Starbulletin.com

Honolulu Lite

Charles Memminger


Gunfight at Pali
is blast from the past


Only a crass, insensitive former crime reporter would admit that last week's bloody shootout between rival organized-crime figures at the Pali Golf Course brought back a certain nostalgia for the colorful "old days" of Hawaii's underworld.

But what can I say? It did. I had been laboring under the impression that Hawaii had been "cleaned up" of real organized crime or that the criminals had become sophisticated to the point where they knocked off each other with lawsuits and writs of mandamus instead of firearms.

But no, organized crime still thrives, and some fairly scary people vie for the right to provide "protection" to illegal gambling houses. I'm not sure from whom the gambling houses are being protected. The photos of the dead, wounded and arrested from the golf course gun fight showed some of the toughest-looking guys I've seen for a while. If I had an illegal gambling casino, those are the kind of fellas I'd want to be protected from.

I MUST BE getting naive in my old age thinking that gambling in Honolulu had somehow disappeared. It's always been here in the form of dice, cards, cockfighting and sports betting. I cut my rookie police reporter teeth on covering the likes of Henry Huihui, the personable crime figure who was nevertheless responsible for a surprising amount of murder and mayhem in the '70s and '80s. But before Huihui was finally run to ground and forced to rat out his own gang members, Hawaii was home to crime bosses right out of Hollywood Central casting (Asia-Pacific Division).

People like Alvin Kaohu and Wilford "Nappy" Pulawa not only were famous here for their entrepreneurial zeal in managing Hawaii's sunshiny underworld, they were a hit in Las Vegas, too. Pulawa and Kaohu remain the only Hawaii residents still listed in Nevada's Black Book of "excluded persons," people considered so naughty that they cannot step foot into any casino. They were put in the book in 1975 when it contained only about a dozen names, mostly mainland mob bosses, hit men and kidnappers. Today, it still lists fewer than 40 names for the entire country.
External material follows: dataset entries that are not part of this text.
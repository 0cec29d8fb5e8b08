//!
//! Some ready-made formatters.
//!
//! Each of them expects only significant chars as input, the
//! [CharFilter](crate::filter::CharFilter) of the input must not let
//! their separators through. Except for the decimal separator of a
//! [Grouping] with fraction: that one must be accepted as
//! significant.
//!

use crate::format::Format;
use format_num_pattern::{Locale, NumberSymbols};

/// Groups the integer digits by thousands.
///
/// Leading zeros are removed. With a decimal separator the first one
/// splits integer and fraction, any further ones are dropped.
#[derive(Debug, Clone)]
pub struct Grouping {
    grp: Option<char>,
    dec: Option<char>,
    frac: Option<usize>,
}

impl Default for Grouping {
    fn default() -> Self {
        Self {
            grp: Some(','),
            dec: None,
            frac: None,
        }
    }
}

impl Grouping {
    /// Integer grouping with this separator.
    pub fn new(grp: char) -> Self {
        Self {
            grp: Some(grp),
            dec: None,
            frac: None,
        }
    }

    /// Separators from the number symbols. Includes the decimal
    /// separator.
    pub fn from_symbols(sym: &NumberSymbols) -> Self {
        Self {
            grp: sym.decimal_grp,
            dec: Some(sym.decimal_sep),
            frac: None,
        }
    }

    /// Monetary separators of the locale.
    pub fn from_locale(locale: Locale) -> Self {
        Self::from_symbols(&NumberSymbols::monetary(locale))
    }

    /// Allow a fraction with at most `max` digits.
    pub fn fraction(mut self, dec: char, max: usize) -> Self {
        self.dec = Some(dec);
        self.frac = Some(max);
        self
    }

    #[inline]
    pub fn grouping_sep(&self) -> Option<char> {
        self.grp
    }

    #[inline]
    pub fn decimal_sep(&self) -> Option<char> {
        self.dec
    }

    fn group(&self, int: &str, out: &mut String) {
        let digits = int.trim_start_matches('0');
        let digits = if digits.is_empty() && !int.is_empty() {
            "0"
        } else {
            digits
        };
        let n = digits.chars().count();
        for (i, c) in digits.chars().enumerate() {
            if i > 0 && (n - i) % 3 == 0 {
                if let Some(grp) = self.grp {
                    out.push(grp);
                }
            }
            out.push(c);
        }
    }
}

impl Format for Grouping {
    fn format(&self, significant: &str) -> String {
        let mut out = String::new();

        let split = self.dec.and_then(|dec| {
            significant
                .char_indices()
                .find(|(_, c)| *c == dec)
                .map(|(i, c)| (i, i + c.len_utf8(), c))
        });

        match split {
            None => {
                let int: String = significant.chars().filter(|c| c.is_ascii_digit()).collect();
                self.group(&int, &mut out);
            }
            Some((start, end, dec)) => {
                let int: String = significant[..start]
                    .chars()
                    .filter(|c| c.is_ascii_digit())
                    .collect();
                if int.is_empty() {
                    out.push('0');
                } else {
                    self.group(&int, &mut out);
                }
                out.push(dec);
                let max = self.frac.unwrap_or(usize::MAX);
                out.extend(
                    significant[end..]
                        .chars()
                        .filter(|c| c.is_ascii_digit())
                        .take(max),
                );
            }
        }

        out
    }
}

/// Fixed number of fraction digits, the separator moves with
/// the input.
#[derive(Debug, Clone)]
pub struct FixedPoint {
    scale: usize,
    sep: char,
}

impl Default for FixedPoint {
    fn default() -> Self {
        Self { scale: 2, sep: '.' }
    }
}

impl FixedPoint {
    pub fn new(scale: usize, sep: char) -> Self {
        Self { scale, sep }
    }
}

impl Format for FixedPoint {
    fn format(&self, significant: &str) -> String {
        let digits: String = significant.chars().filter(|c| c.is_ascii_digit()).collect();
        let digits = digits.trim_start_matches('0');
        if digits.is_empty() {
            return String::new();
        }

        let mut padded = String::new();
        for _ in digits.len()..self.scale + 1 {
            padded.push('0');
        }
        padded.push_str(digits);

        let split = padded.len() - self.scale;
        let mut out = String::with_capacity(padded.len() + 1);
        out.push_str(&padded[..split]);
        if self.scale > 0 {
            out.push(self.sep);
            out.push_str(&padded[split..]);
        }
        out
    }
}

/// Fills the slots of a template with the input.
///
/// The literal chars after the last filled slot are emitted too,
/// "(###) ###-####" gives "(123) " for "123". Input beyond the
/// last slot is dropped.
#[derive(Debug, Clone)]
pub struct Template {
    pattern: Box<str>,
    slot: char,
}

impl Template {
    /// Template with `#` as slot.
    pub fn new(pattern: impl Into<Box<str>>) -> Self {
        Self {
            pattern: pattern.into(),
            slot: '#',
        }
    }

    /// Use a different slot char.
    pub fn slot(mut self, slot: char) -> Self {
        self.slot = slot;
        self
    }

    /// Number of slots.
    pub fn capacity(&self) -> usize {
        self.pattern.chars().filter(|c| *c == self.slot).count()
    }
}

impl Format for Template {
    fn format(&self, significant: &str) -> String {
        if significant.is_empty() {
            return String::new();
        }

        let mut input = significant.chars();
        let mut out = String::new();
        let mut literal = String::new();
        for t in self.pattern.chars() {
            if t == self.slot {
                let Some(c) = input.next() else {
                    break;
                };
                out.push_str(&literal);
                literal.clear();
                out.push(c);
            } else {
                literal.push(t);
            }
        }
        out.push_str(&literal);
        out
    }
}

#[cfg(test)]
mod tests {
    use super::*;
    use crate::filter::{CharFilter, CharRule};
    use crate::format::verify_idempotent;

    #[test]
    fn test_grouping() {
        let g = Grouping::default();
        assert_eq!(g.format(""), "");
        assert_eq!(g.format("1"), "1");
        assert_eq!(g.format("1234"), "1,234");
        assert_eq!(g.format("123456"), "123,456");
        assert_eq!(g.format("0012"), "12");
        assert_eq!(g.format("000"), "0");
        assert_eq!(g.format("1234567"), "1,234,567");
    }

    #[test]
    fn test_grouping_fraction() {
        let g = Grouping::new('’').fraction('.', 2);
        assert_eq!(g.format("12345.00"), "12’345.00");
        assert_eq!(g.format("1234.500"), "1’234.50");
        assert_eq!(g.format("12.34.50"), "12.34");
        assert_eq!(g.format(".34"), "0.34");
        assert_eq!(g.format("034"), "34");
        assert_eq!(g.format("123456789.12"), "123’456’789.12");
    }

    #[test]
    fn test_fixed_point() {
        let f = FixedPoint::default();
        assert_eq!(f.format(""), "");
        assert_eq!(f.format("123"), "1.23");
        assert_eq!(f.format("23"), "0.23");
        assert_eq!(f.format("5"), "0.05");
        assert_eq!(f.format("00123"), "1.23");
        assert_eq!(FixedPoint::new(0, '.').format("12"), "12");
    }

    #[test]
    fn test_template() {
        let t = Template::new("(###) ###-####");
        assert_eq!(t.capacity(), 10);
        assert_eq!(t.format(""), "");
        assert_eq!(t.format("1"), "(1");
        assert_eq!(t.format("123"), "(123) ");
        assert_eq!(t.format("1234"), "(123) 4");
        assert_eq!(t.format("123456"), "(123) 456-");
        assert_eq!(t.format("1234567890"), "(123) 456-7890");
        assert_eq!(t.format("123456789012"), "(123) 456-7890");
        assert_eq!(Template::new("__/__").slot('_').format("1"), "1");
    }

    #[test]
    fn test_idempotent() {
        let digits = CharFilter::default();
        let decimal = CharFilter::accept(CharRule::digits_and("."));
        for s in ["", "1", "0012", "1234567"] {
            verify_idempotent(&digits, &Grouping::default(), s).unwrap();
            verify_idempotent(&digits, &FixedPoint::default(), s).unwrap();
            verify_idempotent(&digits, &Template::new("(###) ###-####"), s).unwrap();
        }
        for s in ["12.3", ".5", "1.2.3", "1234.5678"] {
            verify_idempotent(&decimal, &Grouping::new('’').fraction('.', 2), s).unwrap();
        }
    }

    #[test]
    fn test_locale() {
        let g = Grouping::from_locale(Locale::de_DE);
        assert_eq!(g.decimal_sep(), Some(','));
    }
}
Hawaii gamblers loved Vegas and sometimes returned home owing more money than they had. But crime bosses here would not abide outside bet collectors flying to the islands. Legend has it that when two Nevada mob thugs were sent to Hawaii to collect gambling debts in the 1960s, the "Hawaii Mafia" sent their bodies back to Las Vegas in a trunk with a note that said, "Delicious. Send More."

Don't get me wrong. I'm not in favor of organized crime. But the trunk shipment did show a certain verve that seems to be lacking among our current crop of identity thieves and ice heads.

In light of the Pali Golf Course tête-à-tête, I expect the police will raid the gambling dens, and a bright light will be cast on the dark, slimy underbelly of paradise. I can't wait.




See the Columnists section for some past articles.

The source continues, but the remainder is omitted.